Aadhira was on vacation too, spending more time at the beach than with her grandmother whose house overlooked it. Typically nine years old, she was indistinguishable from any other. After cooling herself in the water and when the findings in the sand lost its novelty for the day, she would wait for Rao at the spot she knew he’d stop. She’d have two ice-creams despite being given money sufficient for just one. The second one was free. You see, summer vacations last long enough to build friendships and set routines. Rao loved watching her, as he approached, patiently waiting. Even from a far distance he could see her smiling. It was another reason he made a shift to ice-cream – the faces that need tea are much different from those that want ice-cream. That and the conversations – discussions over tea include such unsubstantial assessing of life. And Rao had been exposed to enough.
She was the first and last customer of his afternoon shift. While he worked, Aadhira would sit on the sand just in front of the cycle looking out at the infinite stretch of water eating ice-creams. The beach was hers, as we feel is every place with a view. He would join her later when everyone finally retreated for shade, and they would speak. About just the beach. And although they knew nothing about the other’s life, they knew each other. Aadhira understood Rao in the way a nine year old would. This is how he enjoyed her company, and she his. There’s a certain type of acceptance that only a child can give. It’s because they accept themselves first.
He handed her her second ice-cream and sat two feet away from her.
“It’s so bright but I can’t see the sun only,” she arched her back and looked up far behind to find it.
“It burst,” he replied nonchalantly. She immediately looked at him suspicious of a lie. He avoided her eyes afraid of giving in to them. But they persisted, and conquered him.
The sound of the waves drowned their giggles.
The days of Aadhira’s vacation rolled by and soon, away.
It was a new week, Rao cycled to an empty spot. He wondered. Seemingly, she had vanished, like a new moon. Illiterate and ignorant in such matters, it didn’t strike him to think about her schooling in another city, he had simply assumed she shifted or some other such alternative, or she was just late. And she didn’t think a goodbye would be required – he would be there next summer. Things are quite inconsequential at nine and sixty-five; at one you’re oblivious, at the other you’re lenient with life.

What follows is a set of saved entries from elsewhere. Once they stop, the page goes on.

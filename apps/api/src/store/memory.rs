use async_trait::async_trait;
use tokio::sync::RwLock;
use uuid::Uuid;

use super::{MatchStore, StoreError};
use crate::embedding::Embedding;
use crate::models::candidate::CandidateProfile;
use crate::models::job::{JobPosting, JobStatus};

/// In-process store. Contents are lost on restart.
#[derive(Default)]
pub struct MemoryMatchStore {
    candidates: RwLock<Vec<CandidateProfile>>,
    jobs: RwLock<Vec<JobPosting>>,
}

impl MemoryMatchStore {
    pub fn new() -> Self {
        Self::default()
    }
}

#[async_trait]
impl MatchStore for MemoryMatchStore {
    async fn list_candidates_with_embedding(&self) -> Result<Vec<CandidateProfile>, StoreError> {
        let candidates = self.candidates.read().await;
        Ok(candidates
            .iter()
            .filter(|c| c.embedding().is_some())
            .cloned()
            .collect())
    }

    async fn list_candidates(&self) -> Result<Vec<CandidateProfile>, StoreError> {
        Ok(self.candidates.read().await.clone())
    }

    async fn list_candidates_without_embedding(
        &self,
    ) -> Result<Vec<CandidateProfile>, StoreError> {
        let candidates = self.candidates.read().await;
        Ok(candidates
            .iter()
            .filter(|c| c.embedding().is_none())
            .cloned()
            .collect())
    }

    async fn list_active_jobs_with_embedding(&self) -> Result<Vec<JobPosting>, StoreError> {
        let jobs = self.jobs.read().await;
        Ok(jobs
            .iter()
            .filter(|j| j.status == JobStatus::Active && j.embedding.is_some())
            .cloned()
            .collect())
    }

    async fn list_active_jobs_without_embedding(&self) -> Result<Vec<JobPosting>, StoreError> {
        let jobs = self.jobs.read().await;
        Ok(jobs
            .iter()
            .filter(|j| j.status == JobStatus::Active && j.embedding.is_none())
            .cloned()
            .collect())
    }

    async fn list_jobs(&self) -> Result<Vec<JobPosting>, StoreError> {
        Ok(self.jobs.read().await.clone())
    }

    async fn get_candidate(&self, id: Uuid) -> Result<CandidateProfile, StoreError> {
        self.candidates
            .read()
            .await
            .iter()
            .find(|c| c.id == id)
            .cloned()
            .ok_or(StoreError::NotFound {
                kind: "candidate",
                id,
            })
    }

    async fn get_job(&self, id: Uuid) -> Result<JobPosting, StoreError> {
        self.jobs
            .read()
            .await
            .iter()
            .find(|j| j.id == id)
            .cloned()
            .ok_or(StoreError::NotFound { kind: "job", id })
    }

    async fn insert_candidate(&self, candidate: &CandidateProfile) -> Result<(), StoreError> {
        self.candidates.write().await.push(candidate.clone());
        Ok(())
    }

    async fn insert_job(&self, job: &JobPosting) -> Result<(), StoreError> {
        self.jobs.write().await.push(job.clone());
        Ok(())
    }

    async fn attach_candidate_embedding(
        &self,
        id: Uuid,
        embedding: &Embedding,
    ) -> Result<(), StoreError> {
        let mut candidates = self.candidates.write().await;
        let candidate = candidates
            .iter_mut()
            .find(|c| c.id == id)
            .ok_or(StoreError::NotFound {
                kind: "candidate",
                id,
            })?;
        candidate.set_embedding(embedding.clone());
        Ok(())
    }

    async fn attach_job_embedding(
        &self,
        id: Uuid,
        embedding: &Embedding,
    ) -> Result<(), StoreError> {
        let mut jobs = self.jobs.write().await;
        let job = jobs
            .iter_mut()
            .find(|j| j.id == id)
            .ok_or(StoreError::NotFound { kind: "job", id })?;
        job.embedding = Some(embedding.clone());
        Ok(())
    }
}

He kept an eye out for her through his day. Patrons came and went but none of them were regulars. He even waited beyond his usual hours, not with the hope that she might turn up but with the fear that she will. He went over his thoughts of asking around about Aadhira’s absence, but decided against it. Even if he wanted to, he couldn’t, because while their conversations included the spotting of birds and the intruding crabs and the chipped shells, they were too shy to enquire about names.
But had they, he would later come to realise how apt hers is.